Também um órgão de expressão, o CNDH (Conselho Nacional dos Direitos Humanos), ligado ao Ministério da Mulher, está querendo saber por qual motivo a reforma agrária está parada. Onde já se viu? Parada? Horror. À vera, os direitos humanos ficariam bem mais protegidos se tal “parada” se prolongasse indefinidamente. Em poucos lugares do Brasil se agridem mais os direitos humanos que nos assentamentos e seu entorno. Perguntem aos infelizes vizinhos deles.
De passagem sustento o óbvio ululante. O lógico e benéfico ao bem comum seria acabar com a reforma agrária assentada na legislação vigente. E ajudar de outra maneira, então efetiva, quem precisar: o Brasil tem muita terra pública, que seja entregue com critério a particulares que queiram e possam trabalhá-la.
Volto ao assunto. É claro, diante de tal situação, não poderia faltar a moxinifada dos partidos de esquerda e de organizações a eles ligadas. Eriçaram-se. A CONTAG (Confederação Nacional dos Trabalhadores na Agricultura) e a CONTRAF (Confederação Nacional dos Trabalhadores na Agricultura Familiar) propuseram no STF uma ADPF (arguição de descumprimento de preceito fundamental). O governo, ao não levar adiante a reforma agrária, estaria descumprindo preceitos constitucionais fundamentais. A ADPF vem com pedido de liminar: anulação do memorando que determina a interrupção do processo de reforma agrária no Brasil. Que se arranje o dinheiro não importa onde, a reforma agrária precisa ser executada sem parar. A ADPF é copatrocinada pelo PT, PSOL, PC do B, PSB e Rede Sustentabilidade.

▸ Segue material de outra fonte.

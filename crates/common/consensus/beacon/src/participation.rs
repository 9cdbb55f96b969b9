use std::sync::Arc;

use ream_consensus_misc::{
    constants::NUM_FLAG_INDICES, pending_attestation::PendingAttestation,
    sync_committee::SyncCommittee,
};
use ream_network_spec::fork_name::ForkName;
use serde::{Deserialize, Deserializer, Serialize, Serializer};
use ssz_types::{
    VariableList,
    serde_utils::quoted_u64_var_list,
    typenum::{U4096, U1099511627776},
};

pub type ParticipationList = VariableList<u8, U1099511627776>;

pub mod quoted_u8_var_list {
    use super::*;

    pub fn serialize<S>(value: &ParticipationList, serializer: S) -> Result<S::Ok, S::Error>
    where
        S: Serializer,
    {
        let string_vec: Vec<String> = value.iter().map(|v| v.to_string()).collect();
        string_vec.serialize(serializer)
    }

    pub fn deserialize<'de, D>(deserializer: D) -> Result<ParticipationList, D::Error>
    where
        D: Deserializer<'de>,
    {
        let string_vec: Vec<String> = Vec::deserialize(deserializer)?;
        let bytes = string_vec
            .into_iter()
            .map(|s| s.parse::<u8>().map_err(serde::de::Error::custom))
            .collect::<Result<Vec<_>, _>>()?;
        VariableList::new(bytes).map_err(|err| {
            serde::de::Error::custom(format!("Cannot create VariableList from bytes: {err:?}"))
        })
    }
}

/// Phase0 bookkeeping: every attestation included on chain, kept for the previous and current
/// epoch.
#[derive(Debug, PartialEq, Clone, Serialize, Deserialize, Default)]
pub struct PendingAttestations {
    pub previous_epoch_attestations: VariableList<PendingAttestation, U4096>,
    pub current_epoch_attestations: VariableList<PendingAttestation, U4096>,
}

/// Altair bookkeeping: one flag byte per validator per epoch, inactivity scores and the sync
/// committees.
#[derive(Debug, PartialEq, Clone, Serialize, Deserialize)]
pub struct ParticipationFlags {
    #[serde(with = "quoted_u8_var_list")]
    pub previous_epoch_participation: ParticipationList,
    #[serde(with = "quoted_u8_var_list")]
    pub current_epoch_participation: ParticipationList,
    #[serde(with = "quoted_u64_var_list")]
    pub inactivity_scores: VariableList<u64, U1099511627776>,
    pub current_sync_committee: Arc<SyncCommittee>,
    pub next_sync_committee: Arc<SyncCommittee>,
}

/// The part of the state whose shape depends on the fork.
#[derive(Debug, PartialEq, Clone, Serialize, Deserialize)]
#[serde(untagged)]
pub enum EpochParticipation {
    Altair(ParticipationFlags),
    Phase0(PendingAttestations),
}

impl EpochParticipation {
    pub fn fork_name(&self) -> ForkName {
        match self {
            EpochParticipation::Phase0(_) => ForkName::Phase0,
            EpochParticipation::Altair(_) => ForkName::Altair,
        }
    }
}

pub fn add_flag(flags: u8, flag_index: u8) -> u8 {
    flags | (1 << flag_index)
}

pub fn has_flag(flags: u8, flag_index: u8) -> bool {
    let flag = 1 << flag_index;
    flags & flag == flag
}

/// All flags a participation byte can carry.
pub const PARTICIPATION_FLAGS_MASK: u8 = (1 << NUM_FLAG_INDICES) - 1;

#[cfg(test)]
mod tests {
    use ream_consensus_misc::constants::{
        TIMELY_HEAD_FLAG_INDEX, TIMELY_SOURCE_FLAG_INDEX, TIMELY_TARGET_FLAG_INDEX,
    };

    use super::*;

    #[test]
    fn test_flags() {
        let flags = add_flag(add_flag(0, TIMELY_SOURCE_FLAG_INDEX), TIMELY_HEAD_FLAG_INDEX);
        assert_eq!(flags, 0b101);
        assert!(has_flag(flags, TIMELY_SOURCE_FLAG_INDEX));
        assert!(!has_flag(flags, TIMELY_TARGET_FLAG_INDEX));
        assert!(has_flag(flags, TIMELY_HEAD_FLAG_INDEX));
        assert_eq!(add_flag(flags, TIMELY_TARGET_FLAG_INDEX), PARTICIPATION_FLAGS_MASK);
    }

    #[test]
    fn test_quoted_participation_serde() {
        #[derive(Serialize, Deserialize)]
        struct Wrapper {
            #[serde(with = "quoted_u8_var_list")]
            list: ParticipationList,
        }
        let wrapper = Wrapper {
            list: VariableList::from(vec![0, 7, 3]),
        };
        let json = serde_json::to_string(&wrapper).unwrap();
        assert_eq!(json, r#"{"list":["0","7","3"]}"#);
        let decoded: Wrapper = serde_json::from_str(&json).unwrap();
        assert_eq!(decoded.list, wrapper.list);
    }
}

Não sei que efeito prático terá a tal ADPF. A propósito, tenho repetido a necessidade de reforma — limpeza de entulho — da legislação constitucional e infraconstitucional, envenenada durante décadas por mentalidade totalitária, intervencionista e coletivista. Salvador Allende implantou enérgico programa de comunistização do Chile sem recorrer a legislação nova. Com base em legislação de governos burgueses, “los resquicios legales”, pôde impor sua pauta.
No Brasil, nesse particular, nada mudou nesses dois anos de governo. Infelizmente, não acho que vai mudar proximamente. Os setores dirigentes estão com a cabeça posta, via de regra, em outros problemas. E assim é previsível que continuará intacta a legislação constitucional e infraconstitucional que pode levar o Brasil, sob governo de orientação diferente da atual, a viver situação parecida à da Venezuela. Onde está a cabeça? Por exemplo, temos o espírito tomado pelos despautérios escritos no whatsapp pelo demitido ministro do Turismo que insultou o colega: “Ministro Ramos, o senhor é exemplo de tudo que não quero me tornar na vida, quero chegar ao fim da minha jornada EXATAMENTE como meus pais me ensinaram, LEAL aos meus companheiros e não um traíra como o senhor”. Ou pela formação de grupos para disputar a presidência da Câmara ou do Senado. Problemas emocionantes, superficiais e efêmeros não faltam. O problema que tenho levantado não desperta emoções, não é superficial, não é efêmero. Demanda solução longa e difícil. Contudo, é fundamental caminhar na direção da solução inteira. Resolvido, equiparia o Brasil, por décadas, de condições muito favoráveis ao crescimento na liberdade.